ESPN: Effort to unionize college athletes hits stumbling block

Sports betting effect ? The product is actually pretty crap compared to days gone by, or CFB. In terms of percentage of media viewers not absolute numbers I believe the percentage share is down from the heyday 70s/80s/90s. My 2 cent opinion.

As far as allowing public ownership of entities (and their media partners) granted very sweet antitrust immunity deals
I apologize but I don't really follow your post.

Could you state clearly in words what you believe fans have given up?
 

Before we get too far out in front of our skis on this, I would encourage you all to read the following, by sports law attorney and journalist Michael McCann:


"Dept. of Education’s NIL, Title IX Fact Sheet Deserves Scrutiny​

There are persuasive arguments that Title IX ought to apply to distributions from the NCAA’s pending settlement to resolve the House, Carter and Hubbard antitrust litigations.

But just because the Department of Education says Title IX applies, according to a fact sheet issued Thursday, doesn’t make it so. The DoE’s Office of Civil Rights published the memo in the waning days of a presidential administration, and it is not a law, regulation, opinion, ruling or other document that shapes the law.


Agencies can, and do, promulgate regulations, which have the force of law. Regulations are borne through a multifaceted rule-making process, which includes opportunities for stakeholders and the public to weigh in on how an agency has interpreted a federal statute. Required procedures are detailed in the Administrative Procedure Act, and they entail public notice via publication in the Federal Register, followed by a comment and review period and then issuance of a final rule that can be challenged in court by opponents. In short, there’s a lengthy, public-facing process with regulations and rules. "


(bold emphasis mine)
 

I apologize but I don't really follow your post.

Could you state clearly in words what you believe fans have given up?

The NFL is a monopoly (collude in exceptional ways in a marketplace) and a monopsony (controls who is employed or contracted) that has barred public ownership of franchises.
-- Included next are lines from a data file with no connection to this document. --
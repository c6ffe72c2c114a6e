//! Tracing setup for test binaries

use std::sync::Once;

use tracing_subscriber::EnvFilter;

static INIT: Once = Once::new();

/// Install a fmt subscriber writing through the test harness.
///
/// The filter comes from `BLOCKSTATE_LOG`, then `RUST_LOG`, and defaults to
/// `warn`. Safe to call from every test; only the first call installs.
pub fn init_tracing() {
    INIT.call_once(|| {
        let filter = std::env::var("BLOCKSTATE_LOG")
            .ok()
            .and_then(|s| s.parse::<EnvFilter>().ok())
            .or_else(|| EnvFilter::try_from_default_env().ok())
            .unwrap_or_else(|| EnvFilter::new("warn"));

        tracing_subscriber::fmt()
            .with_env_filter(filter)
            .with_test_writer()
            .with_target(false)
            .try_init()
            .ok();
    });
}
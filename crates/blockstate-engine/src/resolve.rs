//! Tree and field resolution
//!
//! A pass walks the schema in declaration order. It keeps a working tree that
//! starts as the previous snapshot deep-merged with the patch; each resolved
//! field is written back into it so that later fields observe earlier ones.
//! The returned snapshot is built separately and carries only schema keys.

use blockstate_core::{assign_at, kind_name, merge_object, BlockError, BlockResult, FieldPath};
use serde_json::{Map, Value};
use tracing::{trace, warn};

use crate::instance::ChildInstances;
use crate::{Schema, SchemaNode};

/// Resolve `schema` against `patch` and the previous snapshot.
///
/// Nested blocks get throwaway instances. Use an [`Instance`](crate::Instance)
/// to keep nested state across passes.
pub fn resolve(
    schema: &Schema,
    patch: &Map<String, Value>,
    previous: Option<&Value>,
) -> BlockResult<Value> {
    resolve_with(schema, patch, previous, &ChildInstances::default())
}

pub(crate) fn resolve_with(
    schema: &Schema,
    patch: &Map<String, Value>,
    previous: Option<&Value>,
    children: &ChildInstances,
) -> BlockResult<Value> {
    let mut base = match previous {
        Some(Value::Object(map)) => map.clone(),
        _ => Map::new(),
    };
    merge_object(&mut base, patch);

    let mut resolver = Resolver {
        working: Value::Object(base),
        previous,
        children,
    };
    let tree = resolver.resolve_group(schema, Some(patch), &FieldPath::root())?;
    Ok(Value::Object(tree))
}

struct Resolver<'a> {
    working: Value,
    previous: Option<&'a Value>,
    children: &'a ChildInstances,
}

impl Resolver<'_> {
    fn resolve_group(
        &mut self,
        schema: &Schema,
        patch: Option<&Map<String, Value>>,
        path: &FieldPath,
    ) -> BlockResult<Map<String, Value>> {
        let mut tree = Map::with_capacity(schema.len());

        for (key, node) in schema.iter() {
            let field = path.child(key);
            let patched = patch.and_then(|p| p.get(key));
            let value = self.resolve_field(node, patched, &field)?;

            assign_at(&mut self.working, &field, value.clone());
            tree.insert(key.to_owned(), value);
        }

        Ok(tree)
    }

    fn resolve_field(
        &mut self,
        node: &SchemaNode,
        patched: Option<&Value>,
        field: &FieldPath,
    ) -> BlockResult<Value> {
        let value = match node {
            SchemaNode::Constant(value) => value.clone(),
            SchemaNode::Derived(derive) => derive(&self.working),
            SchemaNode::Cell(cell) => {
                let previous = self.previous.and_then(|p| field.lookup(p));
                cell.resolve(patched, previous, &self.working)
            }
            SchemaNode::Reducer(reducer) => reducer.reduce(&self.working, self.previous, field),
            SchemaNode::Group(schema) => {
                let patch = object_patch(patched, field);
                Value::Object(self.resolve_group(schema, patch, field)?)
            }
            SchemaNode::Nested(block) => {
                let seed = self.previous.and_then(|p| field.lookup(p));
                let child = self.children.get_or_create(field, block, seed);
                let patch = object_patch(patched, field).cloned().map(Value::Object);

                trace!(path = %field, patched = patch.is_some(), "resolving nested block");
                child
                    .call(patch)
                    .map_err(|e| BlockError::nested(field.clone(), e))?
            }
        };
        Ok(value)
    }
}

/// Sub-patch for an object-shaped field; anything but an object counts as no patch
fn object_patch<'p>(patched: Option<&'p Value>, field: &FieldPath) -> Option<&'p Map<String, Value>> {
    match patched? {
        Value::Object(map) => Some(map),
        other => {
            warn!(
                path = %field,
                found = kind_name(other),
                "ignoring non-object patch for object-shaped field"
            );
            None
        }
    }
}
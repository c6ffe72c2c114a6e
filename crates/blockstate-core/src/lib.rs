//! blockstate Core - Shared primitives for reactive state blocks
//!
//! This crate defines the types used across the blockstate workspace:
//! - Field paths addressing a location inside a snapshot tree
//! - JSON tree helpers (patch merging, path assignment)
//! - Error and result types

pub mod error;
pub mod path;
pub mod tree;

pub use error::*;
pub use path::*;
pub use tree::*;
//! Patching instances: merge policy per field kind and settlement listeners

use blockstate_engine::{create_field_reducer, value, Block, InstanceOptions, Schema, ValueCell};
use blockstate_test::{init_tracing, CallRecorder};
use parking_lot::Mutex;
use serde_json::{json, Value};
use std::sync::Arc;

#[test]
fn test_cell_replaces_arrays() {
    init_tracing();
    let instance = Block::new(Schema::new().field("a", ValueCell::empty())).instance();

    instance.update(json!({ "a": [1, 2, 3, 4] })).unwrap();
    let result = instance.update(json!({ "a": [77] })).unwrap();

    assert_eq!(result, json!({ "a": [77] }));
}

#[test]
fn test_cell_replaces_objects() {
    init_tracing();
    let instance = Block::new(Schema::new().field("a", ValueCell::empty())).instance();

    instance.update(json!({ "a": { "x": 1, "y": 2 } })).unwrap();
    let result = instance.update(json!({ "a": { "z": 3 } })).unwrap();

    assert_eq!(result, json!({ "a": { "z": 3 } }));
}

#[test]
fn test_cell_replaces_inside_groups() {
    init_tracing();
    let instance = Block::new(
        Schema::new().field("a", Schema::new().field("b", ValueCell::empty()).field("c", value("keep"))),
    )
    .instance();

    instance.update(json!({ "a": { "b": [1, 2, 3, 4] } })).unwrap();
    let result = instance.update(json!({ "a": { "b": [77] } })).unwrap();

    assert_eq!(result, json!({ "a": { "b": [77], "c": "keep" } }));
}

#[test]
fn test_cell_replaces_inside_nested_blocks() {
    init_tracing();
    let instance = Block::new(
        Schema::new().field("a", Block::new(Schema::new().field("b", ValueCell::empty()))),
    )
    .instance();

    instance.update(json!({ "a": { "b": [1, 2, 3] } })).unwrap();
    let result = instance.update(json!({ "a": { "b": [44] } })).unwrap();

    assert_eq!(result, json!({ "a": { "b": [44] } }));
}

#[test]
fn test_field_reducer_sees_whole_trees() {
    init_tracing();
    let calls = Arc::new(Mutex::new(Vec::new()));
    let log = calls.clone();
    let block = Block::new(Schema::new().field(
        "a",
        create_field_reducer(move |new, old, path| {
            log.lock().push((new.clone(), old.cloned(), path.to_string()));
            path.lookup(new).cloned().unwrap_or(Value::Null)
        }),
    ));
    let instance = block.instance();

    assert_eq!(instance.refresh().unwrap(), json!({ "a": null }));
    assert_eq!(instance.update(json!({ "a": 16 })).unwrap(), json!({ "a": 16 }));

    let calls = calls.lock();
    assert_eq!(calls.len(), 2);
    assert_eq!(calls[1].0, json!({ "a": 16 }));
    assert_eq!(calls[1].1, Some(json!({ "a": null })));
    assert_eq!(calls[1].2, "a");
}

#[test]
fn test_field_reducer_runs_without_patch() {
    init_tracing();
    let block = Block::new(
        Schema::new()
            .field("items", value(json!([])))
            .field(
                "count",
                create_field_reducer(|new, _, _| {
                    json!(new["items"].as_array().map(Vec::len).unwrap_or(0))
                }),
            ),
    );
    let instance = block.instance();

    assert_eq!(instance.refresh().unwrap()["count"], json!(0));
    assert_eq!(instance.update(json!({ "items": [1, 2] })).unwrap()["count"], json!(2));
    assert_eq!(instance.refresh().unwrap()["count"], json!(2));
}

#[test]
fn test_nested_block_updates() {
    init_tracing();
    let instance = Block::new(Schema::new().field("a", Block::new(Schema::new().field("b", value(1))))).instance();

    let initial = instance.refresh().unwrap();
    let result = instance.update(json!({ "a": { "b": 2 } })).unwrap();

    assert_eq!(initial, json!({ "a": { "b": 1 } }));
    assert_eq!(result, json!({ "a": { "b": 2 } }));
}

#[test]
fn test_handle_update_fires_for_patched_calls_only() {
    init_tracing();
    let recorder = CallRecorder::new();
    let instance = Block::new(Schema::new().field("a", value(1)).field("b", value(2)))
        .instantiate(None, InstanceOptions::new().on_update(recorder.listener()))
        .unwrap();

    instance.refresh().unwrap();
    assert_eq!(recorder.len(), 0);

    instance.update(json!({ "a": 2 })).unwrap();
    assert_eq!(recorder.len(), 1);
    assert_eq!(recorder.snapshots()[0], json!({ "a": 2, "b": 2 }));

    // Same value again still counts as an explicit patch.
    instance.update(json!({ "a": 2 })).unwrap();
    assert_eq!(recorder.len(), 2);
}

#[test]
fn test_unknown_patch_keys_are_dropped() {
    init_tracing();
    let instance = Block::new(Schema::new().field("a", value(1))).instance();

    let result = instance.update(json!({ "a": 5, "ghost": true })).unwrap();
    assert_eq!(result, json!({ "a": 5 }));
}
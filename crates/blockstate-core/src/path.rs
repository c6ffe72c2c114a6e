//! Field paths
//!
//! A `FieldPath` names a field inside a snapshot tree as a sequence of object
//! keys, starting from the root of the block that declared it.

use std::fmt;

use serde_json::Value;

/// Location of a field inside a snapshot tree
#[derive(Clone, Debug, Default, PartialEq, Eq, PartialOrd, Ord, Hash)]
pub struct FieldPath(Vec<String>);

impl FieldPath {
    /// Empty path (the block root)
    #[inline]
    pub fn root() -> Self {
        FieldPath(Vec::new())
    }

    /// Path of a direct child field
    pub fn child(&self, key: &str) -> Self {
        let mut segments = Vec::with_capacity(self.0.len() + 1);
        segments.extend(self.0.iter().cloned());
        segments.push(key.to_owned());
        FieldPath(segments)
    }

    #[inline]
    pub fn segments(&self) -> &[String] {
        &self.0
    }

    /// Look up the value at this path.
    ///
    /// Returns `None` as soon as a segment is missing or an intermediate value
    /// is not an object.
    pub fn lookup<'a>(&self, root: &'a Value) -> Option<&'a Value> {
        self.0
            .iter()
            .try_fold(root, |current, key| current.as_object()?.get(key))
    }
}

impl fmt::Display for FieldPath {
    fn fmt(&self, f: &mut fmt::Formatter<'_>) -> fmt::Result {
        f.write_str(&self.0.join("."))
    }
}

/// Parses a dotted path (`"a.b.c"`); the empty string is the root.
impl From<&str> for FieldPath {
    fn from(s: &str) -> Self {
        if s.is_empty() {
            FieldPath::root()
        } else {
            FieldPath(s.split('.').map(str::to_owned).collect())
        }
    }
}

impl From<Vec<String>> for FieldPath {
    fn from(segments: Vec<String>) -> Self {
        FieldPath(segments)
    }
}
To protect ownership interests and leverage they colluded to ban public ownership of teams. So, the city of Oakland for example could not make the Raider ownership an offer they can’t refuse eg choose to outbid a private entity, enact a profit sharing model.

Green Bay was grandfathered in decades ago. What are the odds the team would still be there without their public ownership/board of directors exception. Zero?

You may be aware (?) but the state of MN was AFAIK coerced to promote public vices (gambling) and/or throw in public money to facilitate the team to stay. Pretty silly, gross, and a situation amenable to legislative efforts. It would be hard for the NFL to make an argument that the Green Bay model hurts the NFL product.